Nordic Podcast Exposes Wrongful Conviction and Systemic Bias
How 'Suspect' became Apple's top-ranked true crime series by investigating Denmark's judicial failures
When the podcast *Suspect* launched in 2021, it arrived during a global reckoning with wrongful convictions and systemic racism in justice systems. What made the series remarkable wasn't just its investigative rigor—it was that it trained that lens on Scandinavia, a region often insulated from such scrutiny by international perceptions of Nordic fairness and transparency.
The podcast centers on a murder case that would ultimately expose fundamental failures across Denmark's investigative and judicial apparatus. A young woman and a Black man spent nine years imprisoned for a crime they did not commit, convicted on evidence so flimsy that once examined closely, it crumbled.

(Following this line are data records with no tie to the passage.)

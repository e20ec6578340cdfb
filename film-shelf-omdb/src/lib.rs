pub mod client;
pub mod config;
pub mod error;
pub mod types;

pub use client::OmdbClient;
pub use config::{
    ConfigSource, ConfigSources, DEFAULT_ENDPOINT, DEFAULT_TIMEOUT_SECS, OmdbConfig, config_path,
    config_sources, save_to_file,
};
pub use error::OmdbError;
pub use types::{SearchEntry, SearchResponse};
//! The search/select/paginate cycle for a single file.
//!
//! ```text
//! QUERYING ──page──▶ PRESENTING ──k in 1..=N──▶ Confirmed
//!    ▲  │                │  │
//!    │  └─error─▶ revise │  └─0 / input closed──▶ Skipped
//!    │     │      search │
//!    └─────┴─────────────┘  (new text, next page, out-of-range number)
//! ```
//!
//! Every "try again" path loops back into QUERYING instead of recursing, so
//! an operator can correct the search as often as they like.

use film_shelf_core::{Candidate, MovieLookup, NamingRules, Operator, QueryState, ResultPage};

/// Message shown when the service answers with an empty, error-free page.
const NO_RESULTS: &str = "No results.";

/// How a file's disambiguation ended.
#[derive(Debug, Clone, PartialEq, Eq)]
pub enum Resolution {
    /// Leave the file alone.
    Skipped,
    /// Rename the file after this candidate.
    Confirmed(Candidate),
}

/// Meaning of an operator's answer to a presented page.
#[derive(Debug, Clone, PartialEq, Eq)]
pub enum Choice {
    /// `0`
    Skip,
    /// The next-page token
    NextPage,
    /// A 1-based index into the page
    Select(usize),
    /// Anything else, including out-of-range numbers
    Search(String),
    /// Blank input: start over from the filename
    Restart,
}

/// Interpret raw operator input against a page of `page_len` candidates.
///
/// A number outside `1..=page_len` is not rejected; it becomes the new
/// search text, exactly like any other non-numeric input.
pub fn interpret_choice(input: &str, page_len: usize, rules: &NamingRules) -> Choice {
    let input = input.trim();
    if input.is_empty() {
        return Choice::Restart;
    }
    if rules.is_next_page(input) {
        return Choice::NextPage;
    }
    match input.parse::<i64>() {
        Ok(0) => Choice::Skip,
        Ok(n) if n >= 1 && n as u64 <= page_len as u64 => Choice::Select(n as usize),
        _ => Choice::Search(input.to_string()),
    }
}

enum Step {
    Querying(QueryState),
    Presenting(QueryState, ResultPage),
    Done(Resolution),
}

/// Disambiguate `filename`, starting from a search derived from its name.
pub fn disambiguate(
    filename: &str,
    lookup: &dyn MovieLookup,
    operator: &mut dyn Operator,
    rules: &NamingRules,
) -> Resolution {
    disambiguate_from(QueryState::new(filename), lookup, operator, rules)
}

/// Disambiguate starting from an explicit search string and page.
pub fn disambiguate_from(
    state: QueryState,
    lookup: &dyn MovieLookup,
    operator: &mut dyn Operator,
    rules: &NamingRules,
) -> Resolution {
    let mut step = Step::Querying(state);
    loop {
        step = match step {
            Step::Querying(state) => query(state, lookup, operator),
            Step::Presenting(state, page) => present(state, page, operator, rules),
            Step::Done(resolution) => return resolution,
        };
    }
}

fn query(state: QueryState, lookup: &dyn MovieLookup, operator: &mut dyn Operator) -> Step {
    log::debug!(
        "Searching {:?} (page {}) for {}",
        state.search(),
        state.page(),
        state.filename()
    );

    let message = match lookup.search(state.search(), state.page()) {
        Ok(page) if page.error.is_none() && !page.is_empty() => {
            return Step::Presenting(state, page);
        }
        Ok(page) => page.error.unwrap_or_else(|| NO_RESULTS.to_string()),
        Err(e) => {
            log::debug!("Lookup failed for {:?}: {}", state.search(), e);
            e.to_string()
        }
    };

    match operator.revise_search(&state, &message) {
        Some(terms) if !terms.trim().is_empty() => Step::Querying(state.revised(terms.trim())),
        _ => Step::Done(Resolution::Skipped),
    }
}

fn present(
    state: QueryState,
    page: ResultPage,
    operator: &mut dyn Operator,
    rules: &NamingRules,
) -> Step {
    let Some(input) = operator.choose(&state, &page) else {
        return Step::Done(Resolution::Skipped);
    };

    match interpret_choice(&input, page.len(), rules) {
        Choice::Skip => Step::Done(Resolution::Skipped),
        Choice::NextPage => Step::Querying(state.next_page()),
        Choice::Select(n) => match page.get(n) {
            Some(candidate) => Step::Done(Resolution::Confirmed(candidate.clone())),
            None => Step::Querying(state.revised(input.trim())),
        },
        Choice::Search(terms) => Step::Querying(state.revised(terms)),
        Choice::Restart => Step::Querying(state.restarted()),
    }
}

For a Nordic country with a reputation for progressive values, the case represented a profound institutional failure.
*Suspect* distinguishes itself from the true crime boom that followed *Serial* and *Making a Murderer* by refusing the genre's usual trappings of mystery and narrative suspense. Instead, host and producer Matt Shaer, alongside attorney Lara Bazelon, methodically deconstructs the architecture of wrongful conviction. The podcast doesn't ask viewers to play detective; it asks them to understand how detective work itself—shaped by unconscious bias, racial profiling, and investigative shortcuts—can systematically point toward the wrong suspects.